**What this task involves**: Your answer should be the lines of the material that include the word "Entering".

**Raw data**:
───
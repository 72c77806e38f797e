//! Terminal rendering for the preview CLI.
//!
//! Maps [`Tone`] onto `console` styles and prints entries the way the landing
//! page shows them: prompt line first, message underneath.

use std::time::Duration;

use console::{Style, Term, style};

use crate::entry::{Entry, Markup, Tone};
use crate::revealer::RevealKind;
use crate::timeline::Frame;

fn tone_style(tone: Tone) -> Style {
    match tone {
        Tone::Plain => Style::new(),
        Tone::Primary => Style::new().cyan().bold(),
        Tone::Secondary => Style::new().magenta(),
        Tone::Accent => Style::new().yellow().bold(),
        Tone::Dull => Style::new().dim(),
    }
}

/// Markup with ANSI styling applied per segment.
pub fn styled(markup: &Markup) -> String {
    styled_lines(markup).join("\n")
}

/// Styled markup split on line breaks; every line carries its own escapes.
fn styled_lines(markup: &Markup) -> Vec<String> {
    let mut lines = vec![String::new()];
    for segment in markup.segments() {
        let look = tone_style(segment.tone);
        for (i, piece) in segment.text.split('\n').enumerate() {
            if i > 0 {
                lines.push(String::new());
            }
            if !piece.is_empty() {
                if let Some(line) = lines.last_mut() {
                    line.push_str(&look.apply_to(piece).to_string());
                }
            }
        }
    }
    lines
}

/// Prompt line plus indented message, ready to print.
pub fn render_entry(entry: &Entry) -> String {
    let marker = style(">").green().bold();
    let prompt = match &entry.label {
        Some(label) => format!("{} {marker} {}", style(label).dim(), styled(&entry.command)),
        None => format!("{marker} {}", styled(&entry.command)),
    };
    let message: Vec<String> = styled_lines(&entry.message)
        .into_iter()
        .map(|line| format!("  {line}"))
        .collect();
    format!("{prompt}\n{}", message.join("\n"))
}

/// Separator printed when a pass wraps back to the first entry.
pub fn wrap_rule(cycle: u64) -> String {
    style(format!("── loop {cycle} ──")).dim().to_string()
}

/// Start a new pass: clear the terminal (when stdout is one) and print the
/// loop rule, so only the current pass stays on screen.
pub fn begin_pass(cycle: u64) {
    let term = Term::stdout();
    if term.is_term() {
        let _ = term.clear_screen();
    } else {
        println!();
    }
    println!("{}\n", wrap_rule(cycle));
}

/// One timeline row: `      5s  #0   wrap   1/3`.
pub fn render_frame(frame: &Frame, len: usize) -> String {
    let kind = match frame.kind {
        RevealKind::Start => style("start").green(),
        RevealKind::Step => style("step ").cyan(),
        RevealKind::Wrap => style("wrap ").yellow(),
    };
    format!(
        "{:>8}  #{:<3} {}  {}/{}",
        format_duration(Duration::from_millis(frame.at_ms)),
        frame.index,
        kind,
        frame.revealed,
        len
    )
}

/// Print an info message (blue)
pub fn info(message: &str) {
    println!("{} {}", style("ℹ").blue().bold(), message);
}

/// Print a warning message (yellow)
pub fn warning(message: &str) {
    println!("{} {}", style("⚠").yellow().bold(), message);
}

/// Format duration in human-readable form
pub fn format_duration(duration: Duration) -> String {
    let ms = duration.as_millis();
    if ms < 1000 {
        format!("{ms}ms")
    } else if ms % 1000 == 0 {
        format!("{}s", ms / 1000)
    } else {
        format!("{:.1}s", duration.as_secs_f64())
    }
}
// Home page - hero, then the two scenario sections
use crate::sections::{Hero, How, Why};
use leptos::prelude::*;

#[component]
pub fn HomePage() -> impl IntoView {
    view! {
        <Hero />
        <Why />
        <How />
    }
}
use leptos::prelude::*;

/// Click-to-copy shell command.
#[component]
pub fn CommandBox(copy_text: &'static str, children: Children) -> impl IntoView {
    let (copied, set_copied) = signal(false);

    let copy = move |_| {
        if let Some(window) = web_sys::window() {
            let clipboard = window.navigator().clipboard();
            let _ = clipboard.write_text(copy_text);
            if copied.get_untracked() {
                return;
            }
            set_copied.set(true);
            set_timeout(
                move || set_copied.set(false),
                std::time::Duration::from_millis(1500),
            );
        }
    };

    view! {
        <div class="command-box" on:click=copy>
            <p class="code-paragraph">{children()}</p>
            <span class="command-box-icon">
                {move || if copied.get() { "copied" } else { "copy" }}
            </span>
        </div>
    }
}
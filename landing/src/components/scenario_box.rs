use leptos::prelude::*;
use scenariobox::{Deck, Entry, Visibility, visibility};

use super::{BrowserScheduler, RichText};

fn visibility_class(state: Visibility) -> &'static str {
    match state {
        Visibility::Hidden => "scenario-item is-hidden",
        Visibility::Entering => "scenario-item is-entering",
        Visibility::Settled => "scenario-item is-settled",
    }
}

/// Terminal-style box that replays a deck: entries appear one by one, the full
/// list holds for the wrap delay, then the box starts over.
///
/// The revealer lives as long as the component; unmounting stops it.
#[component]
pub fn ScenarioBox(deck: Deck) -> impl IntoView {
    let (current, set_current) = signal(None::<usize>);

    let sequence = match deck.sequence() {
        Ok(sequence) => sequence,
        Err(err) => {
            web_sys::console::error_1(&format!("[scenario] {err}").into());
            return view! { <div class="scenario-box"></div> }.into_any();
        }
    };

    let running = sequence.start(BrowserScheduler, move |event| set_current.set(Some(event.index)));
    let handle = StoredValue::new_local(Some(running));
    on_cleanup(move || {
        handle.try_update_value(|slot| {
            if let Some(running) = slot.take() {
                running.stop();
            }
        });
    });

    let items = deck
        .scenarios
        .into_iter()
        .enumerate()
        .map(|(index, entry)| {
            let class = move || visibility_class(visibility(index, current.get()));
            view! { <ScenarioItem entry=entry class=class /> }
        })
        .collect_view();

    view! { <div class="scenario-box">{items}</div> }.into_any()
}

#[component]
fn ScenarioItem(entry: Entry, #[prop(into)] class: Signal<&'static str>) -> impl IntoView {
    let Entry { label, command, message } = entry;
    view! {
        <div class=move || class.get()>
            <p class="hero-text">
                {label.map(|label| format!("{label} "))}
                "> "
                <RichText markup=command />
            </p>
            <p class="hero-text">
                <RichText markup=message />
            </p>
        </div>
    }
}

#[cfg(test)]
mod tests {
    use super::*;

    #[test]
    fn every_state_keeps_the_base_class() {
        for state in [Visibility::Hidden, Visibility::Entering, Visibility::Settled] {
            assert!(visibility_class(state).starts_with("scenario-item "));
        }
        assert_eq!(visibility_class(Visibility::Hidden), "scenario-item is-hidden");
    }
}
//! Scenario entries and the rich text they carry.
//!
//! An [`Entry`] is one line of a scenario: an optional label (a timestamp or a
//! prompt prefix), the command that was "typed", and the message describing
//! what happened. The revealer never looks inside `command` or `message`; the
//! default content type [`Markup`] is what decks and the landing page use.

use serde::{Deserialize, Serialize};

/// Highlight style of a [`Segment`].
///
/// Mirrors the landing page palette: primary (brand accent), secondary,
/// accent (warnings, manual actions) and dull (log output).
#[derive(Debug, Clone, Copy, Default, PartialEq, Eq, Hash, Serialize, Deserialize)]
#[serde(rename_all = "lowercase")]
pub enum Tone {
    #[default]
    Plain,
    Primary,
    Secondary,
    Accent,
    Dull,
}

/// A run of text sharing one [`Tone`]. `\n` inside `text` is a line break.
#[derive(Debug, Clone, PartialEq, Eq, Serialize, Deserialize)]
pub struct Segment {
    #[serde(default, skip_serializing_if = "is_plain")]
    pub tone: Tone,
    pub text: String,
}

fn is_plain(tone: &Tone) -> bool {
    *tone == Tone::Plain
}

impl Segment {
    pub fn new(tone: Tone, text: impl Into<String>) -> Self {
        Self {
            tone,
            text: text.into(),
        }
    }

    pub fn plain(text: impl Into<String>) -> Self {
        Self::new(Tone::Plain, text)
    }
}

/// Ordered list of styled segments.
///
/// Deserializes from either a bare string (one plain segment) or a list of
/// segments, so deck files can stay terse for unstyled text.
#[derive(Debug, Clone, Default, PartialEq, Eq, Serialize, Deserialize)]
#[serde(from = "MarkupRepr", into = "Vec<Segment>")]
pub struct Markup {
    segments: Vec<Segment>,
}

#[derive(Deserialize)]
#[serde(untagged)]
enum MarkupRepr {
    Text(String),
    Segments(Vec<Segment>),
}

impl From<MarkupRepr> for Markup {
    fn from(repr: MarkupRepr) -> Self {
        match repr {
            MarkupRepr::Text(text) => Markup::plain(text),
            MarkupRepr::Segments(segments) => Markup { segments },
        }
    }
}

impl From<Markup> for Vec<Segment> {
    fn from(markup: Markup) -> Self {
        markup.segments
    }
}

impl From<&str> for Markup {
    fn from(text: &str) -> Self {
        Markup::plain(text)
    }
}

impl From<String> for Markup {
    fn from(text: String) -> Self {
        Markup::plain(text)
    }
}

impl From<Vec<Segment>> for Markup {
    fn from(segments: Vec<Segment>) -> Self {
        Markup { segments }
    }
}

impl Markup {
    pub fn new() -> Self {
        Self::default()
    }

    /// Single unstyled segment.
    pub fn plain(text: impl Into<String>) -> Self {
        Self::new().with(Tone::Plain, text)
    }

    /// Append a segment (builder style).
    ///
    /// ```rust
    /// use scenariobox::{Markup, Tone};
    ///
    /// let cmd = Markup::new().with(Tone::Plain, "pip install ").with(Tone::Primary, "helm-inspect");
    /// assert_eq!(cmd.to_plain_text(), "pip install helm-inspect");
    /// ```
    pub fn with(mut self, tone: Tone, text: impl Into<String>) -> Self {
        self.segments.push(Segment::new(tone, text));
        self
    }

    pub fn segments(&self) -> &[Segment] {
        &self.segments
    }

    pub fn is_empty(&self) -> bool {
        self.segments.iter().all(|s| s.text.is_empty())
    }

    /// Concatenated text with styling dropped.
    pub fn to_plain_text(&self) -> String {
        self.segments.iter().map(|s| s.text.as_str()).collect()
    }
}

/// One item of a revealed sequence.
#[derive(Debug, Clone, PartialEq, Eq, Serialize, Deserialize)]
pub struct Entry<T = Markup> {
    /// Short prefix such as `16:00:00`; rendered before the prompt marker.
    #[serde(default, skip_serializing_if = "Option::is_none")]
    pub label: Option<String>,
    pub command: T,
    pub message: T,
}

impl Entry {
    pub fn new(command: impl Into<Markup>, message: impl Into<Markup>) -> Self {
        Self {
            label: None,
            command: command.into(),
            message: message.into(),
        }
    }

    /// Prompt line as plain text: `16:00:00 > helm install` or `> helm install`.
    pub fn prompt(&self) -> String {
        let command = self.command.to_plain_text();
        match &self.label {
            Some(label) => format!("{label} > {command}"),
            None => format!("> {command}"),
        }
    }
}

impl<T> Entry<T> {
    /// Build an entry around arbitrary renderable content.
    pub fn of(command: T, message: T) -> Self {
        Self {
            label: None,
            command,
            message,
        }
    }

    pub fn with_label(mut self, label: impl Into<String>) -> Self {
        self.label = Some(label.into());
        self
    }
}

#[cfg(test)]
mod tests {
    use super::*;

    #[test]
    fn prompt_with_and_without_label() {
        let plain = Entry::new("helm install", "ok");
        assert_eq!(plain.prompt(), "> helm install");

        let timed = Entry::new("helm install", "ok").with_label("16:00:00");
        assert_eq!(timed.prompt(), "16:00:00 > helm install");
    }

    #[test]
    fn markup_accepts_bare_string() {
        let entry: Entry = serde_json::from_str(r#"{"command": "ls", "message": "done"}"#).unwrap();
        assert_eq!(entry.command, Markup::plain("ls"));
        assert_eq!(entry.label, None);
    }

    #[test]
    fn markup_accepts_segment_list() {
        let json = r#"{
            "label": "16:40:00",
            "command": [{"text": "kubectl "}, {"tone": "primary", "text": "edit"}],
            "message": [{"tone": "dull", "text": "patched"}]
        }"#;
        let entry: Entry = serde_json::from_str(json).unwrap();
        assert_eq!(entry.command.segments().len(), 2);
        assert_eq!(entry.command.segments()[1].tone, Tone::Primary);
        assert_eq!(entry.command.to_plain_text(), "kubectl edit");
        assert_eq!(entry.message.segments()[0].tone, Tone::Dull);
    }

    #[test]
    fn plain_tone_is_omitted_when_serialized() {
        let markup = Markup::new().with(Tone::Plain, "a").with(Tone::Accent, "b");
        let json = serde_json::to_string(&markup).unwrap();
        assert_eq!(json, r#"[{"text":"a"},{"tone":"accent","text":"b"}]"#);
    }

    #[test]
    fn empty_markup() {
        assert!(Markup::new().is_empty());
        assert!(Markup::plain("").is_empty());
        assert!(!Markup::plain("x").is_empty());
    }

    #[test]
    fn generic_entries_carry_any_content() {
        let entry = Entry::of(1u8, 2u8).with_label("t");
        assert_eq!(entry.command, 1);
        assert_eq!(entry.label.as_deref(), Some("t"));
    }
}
───
**Result**:
        Visibility::Entering => "scenario-item is-entering",
        for state in [Visibility::Hidden, Visibility::Entering, Visibility::Settled] {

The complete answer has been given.